Legislation to set up the commission was passed by the government in 2015, but the office was never created.

“It is estimated about 50 percent of the government’s annual development budget is stolen every year.

“In 2016 alone, the police reported that about 1.5 billion Kina went missing.”

PNG is ranked in the bottom 20 percent of all countries for corruption by Transparency International.

In Tonga a yacht with 1.4 tonnes of cocaine was intercepted by the French navy.

A report in a New Caledonia’s newspaper said the operation was launched a week ago when a navy vessel was sent out in a joint mission with police and customs officials.

The report of Les Nouvelles Caledoniennes gave no details of where the yacht was caught but it said it happened several days ago and four people were detained.

The navy vessel, Le Vendémiaire, returned to its Noumea base yesterday, Tuesday, with dozens of masked military men guarding the offloading of the drugs which have been moved to an undisclosed destination for destruction.
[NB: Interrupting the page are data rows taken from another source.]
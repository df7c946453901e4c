//! Component image splitter/joiner.
//!
//! On unpack, slices component images and the trailing signature region out
//! of the source buffer by the offsets the header declares. On repack,
//! re-interleaves those same blobs (read back from disk by the orchestrator)
//! into the header buffer, inserting zero padding wherever an image's
//! declared offset leaves a gap.

use crc::{Crc, CRC_32_ISO_HDLC};

use crate::error::CodecError;
use crate::value::{Scope, Value};

const CRC32: Crc<u32> = Crc::<u32>::new(&CRC_32_ISO_HDLC);

pub struct ComponentImage {
    pub file_name: String,
    pub bytes: Vec<u8>,
}

pub struct SplitOutcome {
    pub images: Vec<ComponentImage>,
    pub remaining: Vec<u8>,
    /// CRC-32 over the payload region: from the end of the header through
    /// the end of the last component image, inclusive of any padding the
    /// declared offsets imply between the header and the first image, or
    /// between successive images. Excludes the trailing signature region.
    /// `None` when there are no component images.
    pub payload_crc: Option<u32>,
}

fn header_size(document: &Scope) -> Result<usize, CodecError> {
    document
        .get("PackageHeaderInformation")
        .and_then(Value::as_map)
        .and_then(|m| m.get("PackageHeaderSize"))
        .and_then(Value::as_u64)
        .map(|v| v as usize)
        .ok_or_else(|| CodecError::SchemaError {
            path: Default::default(),
            message: "document has no PackageHeaderInformation.PackageHeaderSize".into(),
        })
}

fn component_image_list(document: &Scope) -> Result<&[Value], CodecError> {
    document
        .get("ComponentImageInformationArea")
        .and_then(Value::as_map)
        .and_then(|m| m.get("ComponentImageInformation"))
        .and_then(Value::as_list)
        .ok_or_else(|| CodecError::SchemaError {
            path: Default::default(),
            message: "document has no ComponentImageInformationArea.ComponentImageInformation".into(),
        })
}

fn image_identity(elem: &Scope, index: usize) -> Result<(u64, u64, String), CodecError> {
    let missing = |field: &str| CodecError::SchemaError {
        path: Default::default(),
        message: format!("ComponentImageInformation[{index}] missing `{field}`"),
    };
    let offset = elem.get("ComponentLocationOffset").and_then(Value::as_u64).ok_or_else(|| missing("ComponentLocationOffset"))?;
    let size = elem.get("ComponentSize").and_then(Value::as_u64).ok_or_else(|| missing("ComponentSize"))?;
    let identifier = elem.get("ComponentIdentifier").and_then(Value::as_text).ok_or_else(|| missing("ComponentIdentifier"))?;
    let version = elem.get("ComponentVersionString").and_then(Value::as_text).ok_or_else(|| missing("ComponentVersionString"))?;
    Ok((offset, size, format!("{identifier}_{version}_image_{index}.bin")))
}

/// Extracts each component image and the trailing signature region from the
/// raw package, using the offsets/sizes the decoded header declares.
pub fn split_images(document: &Scope, source: &[u8]) -> Result<SplitOutcome, CodecError> {
    let list = component_image_list(document)?;
    let mut images = Vec::with_capacity(list.len());
    let mut last_end = 0usize;

    for (i, elem) in list.iter().enumerate() {
        let elem = elem.as_map().ok_or_else(|| CodecError::SchemaError {
            path: Default::default(),
            message: format!("ComponentImageInformation[{i}] is not an object"),
        })?;
        let (offset, size, file_name) = image_identity(elem, i)?;
        let (offset, size) = (offset as usize, size as usize);
        let end = offset.checked_add(size).ok_or_else(|| CodecError::Bounds {
            path: Default::default(),
            message: format!("image {i} offset/size overflow"),
        })?;
        if end > source.len() {
            return Err(CodecError::Truncated {
                path: Default::default(),
                offset,
                needed: size,
                available: source.len().saturating_sub(offset),
            });
        }
        images.push(ComponentImage {
            file_name,
            bytes: source[offset..end].to_vec(),
        });
        last_end = end;
    }

    let remaining = source[last_end.min(source.len())..].to_vec();
    let payload_crc = if list.is_empty() {
        None
    } else {
        let start = header_size(document)?.min(last_end);
        Some(CRC32.checksum(&source[start..last_end]))
    };
    Ok(SplitOutcome { images, remaining, payload_crc })
}

/// Re-interleaves `images` (in header order) and `remaining` after the
/// encoded `header` bytes, inserting zero padding for gaps between the
/// header end and/or successive images' declared offsets.
///
/// Errors (rather than silently using an absolute-value gap, as an older
/// revision of the reference tool did) when an image's declared offset
/// would require overlapping already-written bytes.
pub fn join_images(header: &[u8], document: &Scope, images: &[Vec<u8>], remaining: Option<&[u8]>) -> Result<Vec<u8>, CodecError> {
    let list = component_image_list(document)?;
    if list.len() != images.len() {
        return Err(CodecError::SchemaError {
            path: Default::default(),
            message: format!("expected {} component images, got {}", list.len(), images.len()),
        });
    }

    let mut buf = header.to_vec();
    for (i, (elem, image_bytes)) in list.iter().zip(images).enumerate() {
        let elem = elem.as_map().ok_or_else(|| CodecError::SchemaError {
            path: Default::default(),
            message: format!("ComponentImageInformation[{i}] is not an object"),
        })?;
        let (offset, _size, _name) = image_identity(elem, i)?;
        let offset = offset as usize;
        if offset < buf.len() {
            return Err(CodecError::SchemaError {
                path: Default::default(),
                message: format!(
                    "image {i} declared offset 0x{offset:x} is before the current payload end 0x{:x} (images would overlap)",
                    buf.len()
                ),
            });
        }
        buf.resize(offset, 0);
        buf.extend_from_slice(image_bytes);
    }
    if let Some(tail) = remaining {
        buf.extend_from_slice(tail);
    }
    Ok(buf)
}

#[cfg(test)]
mod tests {
    use super::*;
    use indexmap::IndexMap;

    fn image_entry(offset: u64, size: u64, id: &str, ver: &str) -> Value {
        let mut m: Scope = IndexMap::new();
        m.insert("ComponentLocationOffset".into(), Value::Int(offset));
        m.insert("ComponentSize".into(), Value::Int(size));
        m.insert("ComponentIdentifier".into(), Value::Text(id.into()));
        m.insert("ComponentVersionString".into(), Value::Text(ver.into()));
        Value::Map(m)
    }

    fn doc_with_images(header_len: u64, entries: Vec<Value>) -> Scope {
        let mut header_info: Scope = IndexMap::new();
        header_info.insert("PackageHeaderSize".into(), Value::Int(header_len));
        let mut area: Scope = IndexMap::new();
        area.insert("ComponentImageCount".into(), Value::Int(entries.len() as u64));
        area.insert("ComponentImageInformation".into(), Value::List(entries));
        let mut doc: Scope = IndexMap::new();
        doc.insert("PackageHeaderInformation".into(), Value::Map(header_info));
        doc.insert("ComponentImageInformationArea".into(), Value::Map(area));
        doc
    }

    #[test]
    fn splits_single_image_and_trailing_signature() {
        let header_len = 10;
        let doc = doc_with_images(header_len as u64, vec![image_entry(header_len as u64, 16, "0x1234", "v1")]);
        let mut source = vec![0u8; header_len];
        source.extend((0u8..16).collect::<Vec<_>>());
        source.extend_from_slice(&[0xAA, 0xBB]); // trailing signature

        let outcome = split_images(&doc, &source).unwrap();
        assert_eq!(outcome.images.len(), 1);
        assert_eq!(outcome.images[0].file_name, "0x1234_v1_image_0.bin");
        assert_eq!(outcome.images[0].bytes, (0u8..16).collect::<Vec<_>>());
        assert_eq!(outcome.remaining, vec![0xAA, 0xBB]);
        assert_eq!(outcome.payload_crc, Some(CRC32.checksum(&(0u8..16).collect::<Vec<_>>())));
    }

    #[test]
    fn joins_images_with_padding_between_them() {
        let header_len = 20;
        let doc = doc_with_images(
            header_len as u64,
            vec![
                image_entry(header_len as u64, 50, "0x01", "v1"),
                image_entry(header_len as u64 + 100, 50, "0x02", "v1"),
            ],
        );
        let header = vec![0u8; header_len];
        let images = vec![vec![1u8; 50], vec![2u8; 50]];
        let joined = join_images(&header, &doc, &images, None).unwrap();
        assert_eq!(joined.len(), header_len + 150);
        let pad_start = header_len + 50;
        assert!(joined[pad_start..pad_start + 50].iter().all(|b| *b == 0));
    }

    #[test]
    fn overlapping_offset_is_an_error() {
        let header_len = 20;
        let doc = doc_with_images(header_len as u64, vec![image_entry(5, 50, "0x01", "v1")]);
        let header = vec![0u8; header_len];
        let images = vec![vec![1u8; 50]];
        assert!(join_images(&header, &doc, &images, None).is_err());
    }

    #[test]
    fn payload_crc_includes_inter_image_padding() {
        let header_len = 20u64;
        let doc = doc_with_images(
            header_len,
            vec![
                image_entry(header_len, 50, "0x01", "v1"),
                image_entry(header_len + 100, 50, "0x02", "v1"),
            ],
        );
        let mut source = vec![0u8; header_len as usize];
        source.extend(vec![1u8; 50]);
        source.extend(vec![0u8; 50]); // inter-image padding
        source.extend(vec![2u8; 50]);

        let outcome = split_images(&doc, &source).unwrap();
        let expected_payload = &source[header_len as usize..header_len as usize + 150];
        assert_eq!(outcome.payload_crc, Some(CRC32.checksum(expected_payload)));
    }
}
Four detained people are to be presented to a prosecutor shortly.

The European Union wants its aid and development to the region to be better targeted to the Pacific.

The EU is preparing for the end of the Cotonou Agreement, which was signed by the 78 members of the African Caribbean and Pacific group of nations in 2000.

The EU’s Post-Cotonou High Level Facilitator, Pascal Lamy, said the EU was eager to sign a new deal, but one that would have more focus on each region.

“And this implies that in terms of priorities of the partnership, issues like environmental resilience, like ocean management, like sustainable agriculture or sustainable energy, all will probably feature, because they are more Pacific specific, higher than they did in the previous partnership.”

Mr Lamy, is touring the Pacific to gauge Pacific island countries views on what should be in the treaty.

He said the EU was keen to renew it for a number of reasons.

Sustainable Development Goals within which we can have a lot of co-operation with these Pacific countries, especially given the prominent issues like climate change, ocean sustainability now have, whereas they hadn’t that importance 20 years ago when the previous agreement, Cotonou, was negotiated.”